You don’t directly control the tribe but you do guide them to certain objects in order to find powers or new homes. The tribe can only set up camp at totem poles spread out all around the map. Once a camp is set up the land around it will blossom with wildlife and will continue to spread as long as there is soil and water nearby to help it grow. They can also grant you additional powers such as jellifying water, enhance the powers of your breath or infinite earth to name a few. All of which will help you complete the task at hand. Villages can also be protected from fire and/or water if a tribesman finds and collects power from the stones of musical knowledge and take it back to the village. Once told where to go a white line will tell you of their path with a red line marking an area they will get stuck or stranded at, meaning you will have to clear the path for them.

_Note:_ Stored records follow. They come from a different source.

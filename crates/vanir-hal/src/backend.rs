//! Execution backend trait.
//!
//! The [`ExecutionBackend`] trait is the capability interface between the
//! submission driver and a remote (or local) execution service:
//!
//! ```text
//!   validate() ──→ ValidationOutcome      (dry run)
//!   submit()   ──→ JobHandle              (live run)
//! ```
//!
//! ## Design principles
//!
//! - **Async-native**: both operations represent network round-trips and
//!   are the driver's only suspension points.
//! - **Thread-safe**: `Send + Sync` bound enables shared ownership.
//! - **Stateless**: a backend is bound to one workspace/target pair at
//!   construction and is not mutated afterwards.
//! - **No cancellation**: once `submit()` is invoked it runs to completion
//!   or fails. Cancellation would be a new capability on this trait, not an
//!   implicit behavior.
//!
//! Timeouts and retry policy belong to the backend implementation; the
//! driver enforces neither.

use async_trait::async_trait;

use crate::error::HalResult;
use crate::job::{JobHandle, ValidationOutcome};
use crate::program::{ProgramInfo, ProgramInput};
use crate::workspace::WorkspaceConfig;

/// Capability interface to an execution backend.
///
/// # Contract
///
/// - `validate()` MUST NOT create a remote job. A rejected program is a
///   normal negative outcome (`valid == false`), not an `Err`.
/// - `submit()` MUST return a handle whose identifier can be used to look
///   the job up later. Transport and authentication failures surface as
///   `Err` and are never retried here.
#[async_trait]
pub trait ExecutionBackend: Send + Sync {
    /// Target identifier this backend is bound to.
    fn name(&self) -> &str;

    /// Check the program against backend constraints without running it.
    async fn validate(
        &self,
        program: &ProgramInfo,
        input: &ProgramInput,
    ) -> HalResult<ValidationOutcome>;

    /// Submit the program for execution.
    async fn submit(
        &self,
        program: &ProgramInfo,
        input: &ProgramInput,
        shots: u32,
    ) -> HalResult<JobHandle>;
}

/// Factory for backends constructed from a workspace and target pair.
pub trait BackendFactory: ExecutionBackend + Sized {
    /// Create a backend bound to `target` within `workspace`.
    fn from_workspace(workspace: WorkspaceConfig, target: &str) -> HalResult<Self>;
}
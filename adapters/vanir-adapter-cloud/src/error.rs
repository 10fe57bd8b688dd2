//! Error types for the cloud adapter.

use thiserror::Error;

/// Errors from the cloud job service.
#[derive(Debug, Error)]
pub enum CloudError {
    /// The service rejected the request.
    #[error("Service error ({status}): {message}")]
    Api {
        /// HTTP status code.
        status: u16,
        /// Error body from the service.
        message: String,
    },

    /// HTTP transport error.
    #[error("HTTP error: {0}")]
    Http(#[from] reqwest::Error),

    /// Payload could not be encoded or decoded.
    #[error("Serialization error: {0}")]
    Serialization(#[from] serde_json::Error),

    /// Workspace configuration is unusable.
    #[error("Configuration error: {0}")]
    Configuration(String),
}

/// Result type for cloud operations.
pub type CloudResult<T> = Result<T, CloudError>;
//! HTTP surface of the fleet gateway
//!
//! Serves the entity endpoints of the in-memory store (the same shape the
//! HTTP bulk fetcher calls), the orchestrated fleet views and `/graphql`.

use std::collections::HashMap;
use std::fmt::Display;
use std::hash::Hash;
use std::str::FromStr;
use std::sync::Arc;

use async_graphql::{Request, Response};
use axum::extract::{Path, Query, State};
use axum::http::{HeaderMap, StatusCode};
use axum::response::{IntoResponse, Response as HttpResponse};
use axum::routing::{get, post};
use axum::{Json, Router};
use serde::{Deserialize, Serialize};
use tracing::{error, info};
use uuid::Uuid;

use crate::batcher::BulkFetcher;
use crate::context::{FleetServices, RequestContext};
use crate::model::{EntityType, RobotId, SiteId, UserId};
use crate::orchestrator::{Include, Orchestrator, Strategy};
use crate::schema::{build_schema, FleetSchema};
use crate::store::InMemoryFleet;
use crate::{Error, FetchError};

/// Shared state of every handler
#[derive(Clone)]
pub struct AppState {
    /// In-process fetchers answering the entity endpoints
    owned: FleetServices,
    orchestrator: Orchestrator,
    schema: FleetSchema,
}

impl AppState {
    /// Entity endpoints serve `fleet`; views and GraphQL join through the
    /// orchestrator's services, which may be remote.
    pub fn new(fleet: Arc<InMemoryFleet>, orchestrator: Orchestrator) -> Self {
        let services = orchestrator.services().clone();
        Self {
            owned: FleetServices::in_memory(fleet, services.batch),
            schema: build_schema(services),
            orchestrator,
        }
    }

    fn new_context(&self, headers: &HeaderMap) -> RequestContext {
        let request_id = extract_request_id(headers).unwrap_or_else(Uuid::new_v4);
        RequestContext::with_request_id(self.orchestrator.services(), request_id)
    }
}

/// Extract the request id from the x-request-id header
pub fn extract_request_id(headers: &HeaderMap) -> Option<Uuid> {
    headers
        .get("x-request-id")
        .and_then(|v| v.to_str().ok())
        .and_then(|s| Uuid::parse_str(s).ok())
}

pub fn router(state: AppState) -> Router {
    let mut router = Router::new()
        .route("/health", get(health_handler))
        .route("/graphql", post(graphql_handler))
        .route("/robots", get(list_robots_handler))
        .route("/alerts/critical", get(critical_alerts_handler))
        .route("/fleet/dashboard", get(dashboard_handler))
        .route("/fleet/robots/{id}/monitor", get(monitor_handler))
        .route("/fleet/alerts/critical", get(fleet_alerts_handler));

    for entity in EntityType::ALL {
        router = router
            .route(
                &format!("/{}/batch", entity.path()),
                post(move |state: State<AppState>, body: Json<BatchRequest>| {
                    batch_handler(state, entity, body)
                }),
            )
            .route(
                &format!("/{}/{{id}}", entity.path()),
                get(move |state: State<AppState>, id: Path<String>| {
                    entity_handler(state, entity, id)
                }),
            );
    }

    router.with_state(state)
}

#[derive(Debug, Serialize)]
struct ErrorResponse {
    error: String,
}

#[derive(Debug)]
pub enum ApiError {
    NotFound(String),
    Upstream(FetchError),
    Internal(String),
}

impl From<FetchError> for ApiError {
    fn from(err: FetchError) -> Self {
        ApiError::Upstream(err)
    }
}

impl From<Error> for ApiError {
    fn from(err: Error) -> Self {
        match err {
            Error::Fetch(fetch) => ApiError::Upstream(fetch),
            other => ApiError::Internal(other.to_string()),
        }
    }
}

impl IntoResponse for ApiError {
    fn into_response(self) -> HttpResponse {
        let (status, message) = match self {
            ApiError::NotFound(message) => (StatusCode::NOT_FOUND, message),
            ApiError::Upstream(err) => (StatusCode::SERVICE_UNAVAILABLE, err.to_string()),
            ApiError::Internal(message) => {
                error!(error = %message, "request failed");
                (StatusCode::INTERNAL_SERVER_ERROR, message)
            }
        };
        (status, Json(ErrorResponse { error: message })).into_response()
    }
}

type ApiResult<T> = std::result::Result<T, ApiError>;

async fn health_handler() -> Json<serde_json::Value> {
    Json(serde_json::json!({ "status": "healthy" }))
}

/// GraphQL handler with a fresh request context per request
async fn graphql_handler(
    State(state): State<AppState>,
    headers: HeaderMap,
    req: Json<Request>,
) -> Json<Response> {
    let context = state.new_context(&headers);
    info!(request_id = %context.request_id(), "graphql request");

    let request = req.0.data(context);
    Json(state.schema.execute(request).await)
}

async fn list_robots_handler(State(state): State<AppState>) -> ApiResult<HttpResponse> {
    let robots = state.owned.catalog.list_robots().await?;
    Ok(Json(robots).into_response())
}

async fn critical_alerts_handler(State(state): State<AppState>) -> ApiResult<HttpResponse> {
    let alerts = state.owned.catalog.critical_alerts().await?;
    Ok(Json(alerts).into_response())
}

/// Body of `POST /{entity}/batch`
#[derive(Debug, Default, Deserialize)]
struct BatchRequest {
    #[serde(default)]
    robot_ids: Vec<RobotId>,
    #[serde(default)]
    user_ids: Vec<UserId>,
    #[serde(default)]
    site_ids: Vec<SiteId>,
}

/// Every requested id mapped to its record or `null`
async fn batch_response<K, V>(fetcher: &dyn BulkFetcher<K, V>, keys: &[K]) -> ApiResult<HttpResponse>
where
    K: Send + Sync + Clone + Eq + Hash + Display + 'static,
    V: Send + Sync + Clone + Serialize + 'static,
{
    let found = fetcher.fetch(keys).await?;
    let body: HashMap<String, Option<V>> = keys
        .iter()
        .map(|key| (key.to_string(), found.get(key).cloned()))
        .collect();
    Ok(Json(body).into_response())
}

async fn batch_handler(
    State(state): State<AppState>,
    entity: EntityType,
    Json(body): Json<BatchRequest>,
) -> ApiResult<HttpResponse> {
    let owned = &state.owned;
    match entity {
        EntityType::Robots => batch_response(owned.robots.as_ref(), &body.robot_ids).await,
        EntityType::Telemetry => batch_response(owned.telemetry.as_ref(), &body.robot_ids).await,
        EntityType::Alerts => batch_response(owned.alerts.as_ref(), &body.robot_ids).await,
        EntityType::Users => batch_response(owned.users.as_ref(), &body.user_ids).await,
        EntityType::Sites => batch_response(owned.sites.as_ref(), &body.site_ids).await,
    }
}

async fn single_response<K, V>(
    fetcher: &dyn BulkFetcher<K, V>,
    entity: EntityType,
    raw_id: &str,
) -> ApiResult<HttpResponse>
where
    K: Send + Sync + Clone + Eq + Hash + FromStr + 'static,
    V: Send + Sync + Clone + Serialize + 'static,
{
    let not_found = || ApiError::NotFound(format!("{entity} {raw_id} not found"));
    let key: K = raw_id.parse().map_err(|_| not_found())?;
    match fetcher.fetch_one(&key).await? {
        Some(record) => Ok(Json(record).into_response()),
        None => Err(not_found()),
    }
}

async fn entity_handler(
    State(state): State<AppState>,
    entity: EntityType,
    Path(id): Path<String>,
) -> ApiResult<HttpResponse> {
    let owned = &state.owned;
    match entity {
        EntityType::Robots => single_response(owned.robots.as_ref(), entity, &id).await,
        EntityType::Telemetry => single_response(owned.telemetry.as_ref(), entity, &id).await,
        EntityType::Alerts => single_response(owned.alerts.as_ref(), entity, &id).await,
        EntityType::Users => single_response(owned.users.as_ref(), entity, &id).await,
        EntityType::Sites => single_response(owned.sites.as_ref(), entity, &id).await,
    }
}

#[derive(Debug, Default, Deserialize)]
struct ViewQuery {
    #[serde(default)]
    strategy: Strategy,
    /// Join owner and site too
    #[serde(default)]
    full: bool,
}

async fn dashboard_handler(
    State(state): State<AppState>,
    headers: HeaderMap,
    Query(query): Query<ViewQuery>,
) -> ApiResult<HttpResponse> {
    let context = state.new_context(&headers);
    let include = if query.full {
        Include::all()
    } else {
        Include::dashboard()
    };
    let views = state
        .orchestrator
        .dashboard(&context, query.strategy, include)
        .await?;
    Ok(Json(views).into_response())
}

async fn monitor_handler(
    State(state): State<AppState>,
    headers: HeaderMap,
    Path(id): Path<String>,
    Query(query): Query<ViewQuery>,
) -> ApiResult<HttpResponse> {
    let context = state.new_context(&headers);
    match state
        .orchestrator
        .robot_monitor(&context, query.strategy, &id)
        .await?
    {
        Some(view) => Ok(Json(view).into_response()),
        None => Err(ApiError::NotFound(format!("robot {id} not found"))),
    }
}

async fn fleet_alerts_handler(
    State(state): State<AppState>,
    headers: HeaderMap,
    Query(query): Query<ViewQuery>,
) -> ApiResult<HttpResponse> {
    let context = state.new_context(&headers);
    let views = state
        .orchestrator
        .critical_alerts(&context, query.strategy)
        .await?;
    Ok(Json(views).into_response())
}

#[cfg(test)]
mod tests {
    use super::*;
    use crate::batcher::BatchConfig;
    use crate::store::{LatencyProfile, SeedConfig};
    use axum::body::{to_bytes, Body};
    use axum::http::Request as HttpRequest;
    use tower::ServiceExt;

    fn app() -> (Router, Arc<InMemoryFleet>) {
        let fleet = Arc::new(InMemoryFleet::seeded(
            &SeedConfig::default(),
            LatencyProfile::none(),
        ));
        let services = FleetServices::in_memory(fleet.clone(), BatchConfig::default());
        let state = AppState::new(fleet.clone(), Orchestrator::new(services));
        (router(state), fleet)
    }

    async fn call(app: Router, request: HttpRequest<Body>) -> (StatusCode, serde_json::Value) {
        let response = app.oneshot(request).await.unwrap();
        let status = response.status();
        let bytes = to_bytes(response.into_body(), usize::MAX).await.unwrap();
        (status, serde_json::from_slice(&bytes).unwrap())
    }

    fn get(uri: &str) -> HttpRequest<Body> {
        HttpRequest::get(uri).body(Body::empty()).unwrap()
    }

    #[test]
    fn test_extract_request_id() {
        let id = Uuid::new_v4();
        let mut headers = HeaderMap::new();
        assert_eq!(extract_request_id(&headers), None);

        headers.insert("x-request-id", "not-a-uuid".parse().unwrap());
        assert_eq!(extract_request_id(&headers), None);

        headers.insert("x-request-id", id.to_string().parse().unwrap());
        assert_eq!(extract_request_id(&headers), Some(id));
    }

    #[tokio::test]
    async fn test_batch_endpoint_maps_every_id() {
        let (app, _) = app();
        let request = HttpRequest::post("/users/batch")
            .header("content-type", "application/json")
            .body(Body::from(r#"{"user_ids": [2, 42]}"#))
            .unwrap();

        let (status, body) = call(app, request).await;

        assert_eq!(status, StatusCode::OK);
        assert_eq!(body["2"]["name"], "User2");
        assert!(body["42"].is_null());
    }

    #[tokio::test]
    async fn test_batch_endpoint_repeated_ids() {
        let (app, _) = app();
        let request = HttpRequest::post("/robots/batch")
            .header("content-type", "application/json")
            .body(Body::from(
                r#"{"robot_ids": ["robot-002", "robot-404", "robot-002"]}"#,
            ))
            .unwrap();

        let (status, body) = call(app, request).await;

        assert_eq!(status, StatusCode::OK);
        assert_eq!(body["robot-002"]["name"], "AGV-2");
        assert!(body["robot-404"].is_null());
        assert_eq!(body.as_object().unwrap().len(), 2);
    }

    #[tokio::test]
    async fn test_single_entity_not_found() {
        let (app, _) = app();
        let (status, _) = call(app.clone(), get("/robots/robot-404")).await;
        assert_eq!(status, StatusCode::NOT_FOUND);

        let (status, _) = call(app, get("/sites/abc")).await;
        assert_eq!(status, StatusCode::NOT_FOUND);
    }

    #[tokio::test]
    async fn test_outage_maps_to_service_unavailable() {
        let (app, fleet) = app();
        fleet.set_outage(EntityType::Robots, true).await;

        let (status, body) = call(app, get("/fleet/dashboard?strategy=parallel")).await;

        assert_eq!(status, StatusCode::SERVICE_UNAVAILABLE);
        assert!(body["error"].as_str().unwrap().contains("robots"));
    }

    #[tokio::test]
    async fn test_dashboard_strategies_agree() {
        let (app, _) = app();
        let (_, sequential) = call(app.clone(), get("/fleet/dashboard?strategy=sequential")).await;
        let (status, batched) = call(app, get("/fleet/dashboard")).await;

        assert_eq!(status, StatusCode::OK);
        assert_eq!(sequential, batched);
        assert_eq!(batched.as_array().unwrap().len(), 15);
    }

    #[tokio::test]
    async fn test_monitor_unknown_robot() {
        let (app, _) = app();
        let (status, _) = call(app, get("/fleet/robots/robot-999/monitor")).await;
        assert_eq!(status, StatusCode::NOT_FOUND);
    }

    #[tokio::test]
    async fn test_graphql_endpoint() {
        let (app, _) = app();
        let request = HttpRequest::post("/graphql")
            .header("content-type", "application/json")
            .header("x-request-id", Uuid::new_v4().to_string())
            .body(Body::from(
                r#"{"query": "{ robot(id: \"robot-002\") { name site { name } } }"}"#,
            ))
            .unwrap();

        let (status, body) = call(app, request).await;

        assert_eq!(status, StatusCode::OK);
        assert_eq!(body["data"]["robot"]["name"], "AGV-2");
        assert_eq!(body["data"]["robot"]["site"]["name"], "Site-2");
    }
}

However the environment is doing all it can to prevent you from succeeding after mastering the basics of your powers you will have to fight off tsunamis, volcanic eruptions and often both together in order to help the tribe survive. Much of the challenge comes from finding the best course of action in any given situation and making use of all your powers on the fly. You will need to think carefully of where to divert water or lava because making a giant pool isn’t going to stop an ever flowing stream or you may need to transverse that area you divert the lava to later. The last third of the game will kick your arse as hazards get more frequent and dangerous even going as far as drastically changing the environment in an instant. Gameplay is only slightly dampened when you go to build a new village. The game has a habit of being picky when there is the smallest amount of water surrounding the totem which can be a pain if you’re running short of time before a tsunami or volcano hits. There is a bit of trial and error involved but there is no clear cut way to complete a mission. There is a certain sandbox element that allows you to do anything you see fit, this is very obvious very early on in the game as you are given much more time and space to do as you will. Though as the missions get tougher and more frantic it will become apparent that there are a few set ways to complete that mission. But the sheer variety and massive differences in the way the map evolves depending on the player more than makes up for this slight problem.

Outside of the main campaign you have a challenge mode which limit your powers and asks you to complete a task as fast as you can. These vary from protecting the village before a tsunami strikes to helping clear a path for the tribe to cross. These offer nice short distractions and make good and interesting uses of the games mechanics. There are also collectables in the form of memories of the tribe which are extra bits of information based on the games world. You collect these either by simply completing a mission, getting a certain percentage of the map full of vegetation or collecting special stones. These help add an extra layer of difficulty to missions and an excuse for completionists to go back. Though outside of this there is very little reason to go back unless you want to try and find different ways in which to complete a level. You can also if you wish go back to a previously explored level and continue to mess with it which almost acts as a sandbox mode.

From Dust looks great. The game has gone for a very minimalist approach despite the odd highlight and prompt, the game lets the environment do the talking. Map design varies from level to level, you go from such environments as a volcanic island, tropical island and a desert. All of which have a distinct look and feel different from one another and the fact you can change the appearance of any given level just adds to the appeal. One level for instance only consists of a few small islands and by the levels end you have a big and sprawling playground most of which was created by you. In short From Dust is a good looking game and not just for a downloadable title. The game has a certain charm and character to it.

The Final Word
From Dust is a great and pretty original little gem. The concept of changing the environment is an endearing one and works very well. You are given a lot of control of how to tackle each situation and even when the going gets tough the pay off is satisfying. It may not last you very long but it’s definitely worth checking out for those looking for something different. There aren’t many games quite like From Dust.